* **YOUR OBJECTIVE**: Gather each line of the records where "named" appears.

Saved entries:
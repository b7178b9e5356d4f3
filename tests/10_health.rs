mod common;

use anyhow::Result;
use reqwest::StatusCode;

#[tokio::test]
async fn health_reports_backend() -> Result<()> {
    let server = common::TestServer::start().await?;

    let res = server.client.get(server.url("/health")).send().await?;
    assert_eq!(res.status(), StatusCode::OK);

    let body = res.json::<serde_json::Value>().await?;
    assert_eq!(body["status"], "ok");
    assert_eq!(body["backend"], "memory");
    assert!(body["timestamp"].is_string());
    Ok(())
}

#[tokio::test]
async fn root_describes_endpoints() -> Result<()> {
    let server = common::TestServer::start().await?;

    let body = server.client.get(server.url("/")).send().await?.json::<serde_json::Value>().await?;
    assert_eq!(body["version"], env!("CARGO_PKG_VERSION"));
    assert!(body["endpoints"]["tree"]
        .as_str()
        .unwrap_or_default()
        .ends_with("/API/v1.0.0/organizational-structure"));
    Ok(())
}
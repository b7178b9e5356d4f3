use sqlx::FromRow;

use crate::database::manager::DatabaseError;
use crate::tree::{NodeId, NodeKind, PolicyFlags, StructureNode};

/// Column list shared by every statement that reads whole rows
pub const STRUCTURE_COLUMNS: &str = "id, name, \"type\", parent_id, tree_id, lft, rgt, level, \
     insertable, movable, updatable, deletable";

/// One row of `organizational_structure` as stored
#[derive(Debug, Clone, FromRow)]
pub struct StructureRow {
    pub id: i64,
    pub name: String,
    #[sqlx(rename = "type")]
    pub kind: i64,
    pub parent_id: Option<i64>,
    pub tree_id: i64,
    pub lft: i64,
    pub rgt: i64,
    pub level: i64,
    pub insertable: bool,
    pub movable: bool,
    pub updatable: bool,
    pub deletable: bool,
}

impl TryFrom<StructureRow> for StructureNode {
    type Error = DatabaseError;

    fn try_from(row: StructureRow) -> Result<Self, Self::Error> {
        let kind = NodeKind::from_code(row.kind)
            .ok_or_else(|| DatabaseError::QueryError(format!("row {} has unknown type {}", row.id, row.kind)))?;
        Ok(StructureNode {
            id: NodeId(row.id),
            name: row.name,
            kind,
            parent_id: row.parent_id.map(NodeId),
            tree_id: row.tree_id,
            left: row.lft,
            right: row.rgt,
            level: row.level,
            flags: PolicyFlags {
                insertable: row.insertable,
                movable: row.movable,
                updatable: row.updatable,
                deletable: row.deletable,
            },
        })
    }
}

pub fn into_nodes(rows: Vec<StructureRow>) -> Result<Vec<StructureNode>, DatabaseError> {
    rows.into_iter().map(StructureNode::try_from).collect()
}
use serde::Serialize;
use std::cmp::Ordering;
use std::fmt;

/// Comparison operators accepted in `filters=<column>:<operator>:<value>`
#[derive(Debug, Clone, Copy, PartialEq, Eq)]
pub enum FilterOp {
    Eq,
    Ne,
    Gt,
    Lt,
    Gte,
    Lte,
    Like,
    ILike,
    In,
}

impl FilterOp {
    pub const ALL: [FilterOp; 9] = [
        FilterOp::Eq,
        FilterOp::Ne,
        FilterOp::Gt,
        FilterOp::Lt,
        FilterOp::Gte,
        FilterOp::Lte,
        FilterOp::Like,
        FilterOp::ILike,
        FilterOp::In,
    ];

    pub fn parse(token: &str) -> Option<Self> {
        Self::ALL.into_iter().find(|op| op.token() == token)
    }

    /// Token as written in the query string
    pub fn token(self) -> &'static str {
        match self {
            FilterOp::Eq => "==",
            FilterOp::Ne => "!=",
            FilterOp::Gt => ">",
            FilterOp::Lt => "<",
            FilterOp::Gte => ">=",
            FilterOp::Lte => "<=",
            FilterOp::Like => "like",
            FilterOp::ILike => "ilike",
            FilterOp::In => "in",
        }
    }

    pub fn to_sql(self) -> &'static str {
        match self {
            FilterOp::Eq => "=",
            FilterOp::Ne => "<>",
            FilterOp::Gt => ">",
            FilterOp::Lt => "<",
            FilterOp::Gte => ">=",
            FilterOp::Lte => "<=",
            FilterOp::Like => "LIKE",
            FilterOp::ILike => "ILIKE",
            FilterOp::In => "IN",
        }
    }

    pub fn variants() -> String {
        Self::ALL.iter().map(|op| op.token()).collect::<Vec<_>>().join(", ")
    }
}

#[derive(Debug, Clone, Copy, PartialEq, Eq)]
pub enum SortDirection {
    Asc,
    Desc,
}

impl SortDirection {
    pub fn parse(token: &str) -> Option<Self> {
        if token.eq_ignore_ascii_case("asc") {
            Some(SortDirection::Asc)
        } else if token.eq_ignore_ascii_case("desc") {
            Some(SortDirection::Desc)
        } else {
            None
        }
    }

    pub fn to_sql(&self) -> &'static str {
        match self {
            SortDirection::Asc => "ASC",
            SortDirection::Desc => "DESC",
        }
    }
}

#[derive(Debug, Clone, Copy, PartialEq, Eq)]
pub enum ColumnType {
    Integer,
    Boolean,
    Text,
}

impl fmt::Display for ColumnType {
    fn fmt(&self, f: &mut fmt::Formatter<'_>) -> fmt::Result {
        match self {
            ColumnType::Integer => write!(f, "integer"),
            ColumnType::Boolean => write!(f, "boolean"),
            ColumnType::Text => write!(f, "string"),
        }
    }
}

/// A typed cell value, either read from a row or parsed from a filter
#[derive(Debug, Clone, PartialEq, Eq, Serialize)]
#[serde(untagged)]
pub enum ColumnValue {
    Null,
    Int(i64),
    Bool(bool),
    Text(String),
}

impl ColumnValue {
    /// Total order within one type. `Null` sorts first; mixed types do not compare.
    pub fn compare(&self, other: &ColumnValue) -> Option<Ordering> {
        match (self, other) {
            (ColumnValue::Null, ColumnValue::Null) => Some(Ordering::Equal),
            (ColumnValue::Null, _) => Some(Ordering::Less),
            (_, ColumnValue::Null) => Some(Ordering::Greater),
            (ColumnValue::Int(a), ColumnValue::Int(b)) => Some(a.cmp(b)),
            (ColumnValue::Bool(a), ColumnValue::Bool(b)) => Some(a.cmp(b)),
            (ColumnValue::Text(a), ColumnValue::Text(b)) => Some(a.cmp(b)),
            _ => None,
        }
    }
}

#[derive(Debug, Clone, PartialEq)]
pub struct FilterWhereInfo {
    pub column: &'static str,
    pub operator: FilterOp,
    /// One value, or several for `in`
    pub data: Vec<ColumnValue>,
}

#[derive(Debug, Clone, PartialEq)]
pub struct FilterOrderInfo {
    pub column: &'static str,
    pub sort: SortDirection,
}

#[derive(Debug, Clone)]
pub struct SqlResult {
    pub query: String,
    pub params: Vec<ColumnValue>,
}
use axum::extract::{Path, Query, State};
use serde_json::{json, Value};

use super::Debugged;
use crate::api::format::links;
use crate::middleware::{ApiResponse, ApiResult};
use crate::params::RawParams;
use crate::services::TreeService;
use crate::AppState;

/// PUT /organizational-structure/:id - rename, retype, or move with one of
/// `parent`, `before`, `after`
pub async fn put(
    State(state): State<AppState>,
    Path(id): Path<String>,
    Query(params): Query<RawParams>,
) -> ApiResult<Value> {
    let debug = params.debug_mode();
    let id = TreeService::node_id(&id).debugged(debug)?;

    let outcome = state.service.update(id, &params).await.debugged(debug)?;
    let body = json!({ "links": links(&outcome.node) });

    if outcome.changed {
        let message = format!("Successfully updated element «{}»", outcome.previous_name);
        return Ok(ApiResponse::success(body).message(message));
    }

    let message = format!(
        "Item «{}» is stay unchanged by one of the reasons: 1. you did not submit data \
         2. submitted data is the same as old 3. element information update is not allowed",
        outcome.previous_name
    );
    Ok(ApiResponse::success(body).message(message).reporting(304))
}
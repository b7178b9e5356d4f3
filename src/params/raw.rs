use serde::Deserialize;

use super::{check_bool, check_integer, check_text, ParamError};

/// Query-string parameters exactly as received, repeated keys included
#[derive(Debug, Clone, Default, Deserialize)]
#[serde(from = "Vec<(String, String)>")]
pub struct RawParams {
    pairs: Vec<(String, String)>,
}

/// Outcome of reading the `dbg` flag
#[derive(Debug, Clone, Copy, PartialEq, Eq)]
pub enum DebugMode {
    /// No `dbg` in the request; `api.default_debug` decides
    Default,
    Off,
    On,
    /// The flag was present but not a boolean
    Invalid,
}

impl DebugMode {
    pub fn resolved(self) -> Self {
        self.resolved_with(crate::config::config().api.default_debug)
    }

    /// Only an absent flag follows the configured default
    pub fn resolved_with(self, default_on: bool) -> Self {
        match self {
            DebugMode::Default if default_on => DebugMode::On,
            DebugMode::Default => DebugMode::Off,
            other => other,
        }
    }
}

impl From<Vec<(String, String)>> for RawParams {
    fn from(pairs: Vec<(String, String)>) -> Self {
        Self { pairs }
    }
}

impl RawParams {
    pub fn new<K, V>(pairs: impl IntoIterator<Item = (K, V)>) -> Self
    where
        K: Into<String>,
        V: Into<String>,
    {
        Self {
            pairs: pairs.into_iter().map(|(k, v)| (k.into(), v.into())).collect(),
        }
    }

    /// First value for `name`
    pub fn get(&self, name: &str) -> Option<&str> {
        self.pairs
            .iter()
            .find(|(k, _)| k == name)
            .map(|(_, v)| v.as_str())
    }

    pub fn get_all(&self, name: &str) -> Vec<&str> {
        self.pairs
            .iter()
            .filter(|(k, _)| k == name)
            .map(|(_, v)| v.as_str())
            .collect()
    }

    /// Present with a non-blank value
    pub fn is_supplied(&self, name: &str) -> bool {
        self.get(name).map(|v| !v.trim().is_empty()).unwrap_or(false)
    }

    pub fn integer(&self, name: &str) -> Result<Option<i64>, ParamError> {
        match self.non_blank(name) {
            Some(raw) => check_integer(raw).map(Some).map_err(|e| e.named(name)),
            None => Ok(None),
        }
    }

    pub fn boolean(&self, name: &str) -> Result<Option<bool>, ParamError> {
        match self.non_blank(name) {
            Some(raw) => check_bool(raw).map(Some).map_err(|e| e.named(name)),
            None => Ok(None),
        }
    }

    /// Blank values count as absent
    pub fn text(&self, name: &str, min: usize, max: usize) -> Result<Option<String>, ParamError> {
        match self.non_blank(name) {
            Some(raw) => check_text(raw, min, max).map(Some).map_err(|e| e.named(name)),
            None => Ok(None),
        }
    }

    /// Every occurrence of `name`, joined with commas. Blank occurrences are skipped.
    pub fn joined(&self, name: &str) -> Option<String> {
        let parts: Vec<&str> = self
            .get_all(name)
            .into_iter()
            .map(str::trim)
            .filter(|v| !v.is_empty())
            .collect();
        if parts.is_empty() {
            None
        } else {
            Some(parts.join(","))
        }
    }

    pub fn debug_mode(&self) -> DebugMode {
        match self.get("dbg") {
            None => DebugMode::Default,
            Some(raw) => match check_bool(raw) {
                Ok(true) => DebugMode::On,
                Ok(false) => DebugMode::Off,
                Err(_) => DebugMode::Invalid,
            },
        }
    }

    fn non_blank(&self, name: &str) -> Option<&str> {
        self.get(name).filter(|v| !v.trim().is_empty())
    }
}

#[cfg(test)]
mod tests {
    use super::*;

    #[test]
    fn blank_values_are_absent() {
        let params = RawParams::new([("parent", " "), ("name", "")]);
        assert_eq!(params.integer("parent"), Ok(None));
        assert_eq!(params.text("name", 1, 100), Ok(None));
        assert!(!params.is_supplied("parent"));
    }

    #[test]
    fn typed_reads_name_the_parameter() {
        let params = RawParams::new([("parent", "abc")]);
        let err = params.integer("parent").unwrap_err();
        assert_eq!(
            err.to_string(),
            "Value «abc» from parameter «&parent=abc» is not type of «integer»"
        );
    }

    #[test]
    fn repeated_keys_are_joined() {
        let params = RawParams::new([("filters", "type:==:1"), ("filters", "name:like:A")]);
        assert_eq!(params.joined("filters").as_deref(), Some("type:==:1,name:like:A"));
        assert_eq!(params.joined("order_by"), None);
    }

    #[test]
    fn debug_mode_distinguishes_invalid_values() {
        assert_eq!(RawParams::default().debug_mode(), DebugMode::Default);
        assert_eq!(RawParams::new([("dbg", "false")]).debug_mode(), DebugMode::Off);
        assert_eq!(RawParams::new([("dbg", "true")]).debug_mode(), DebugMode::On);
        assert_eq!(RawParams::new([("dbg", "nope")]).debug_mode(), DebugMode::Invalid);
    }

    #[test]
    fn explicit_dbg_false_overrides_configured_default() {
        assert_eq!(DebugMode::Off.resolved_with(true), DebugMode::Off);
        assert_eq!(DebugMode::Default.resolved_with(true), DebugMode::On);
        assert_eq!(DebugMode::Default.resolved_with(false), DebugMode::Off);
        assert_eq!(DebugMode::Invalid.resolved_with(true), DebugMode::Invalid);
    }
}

* **EXPECTED OUTPUT**:
            Some(raw) => check_integer(raw).map(Some).map_err(|e| e.named(name)),
            Some(raw) => check_bool(raw).map(Some).map_err(|e| e.named(name)),
            Some(raw) => check_text(raw, min, max).map(Some).map_err(|e| e.named(name)),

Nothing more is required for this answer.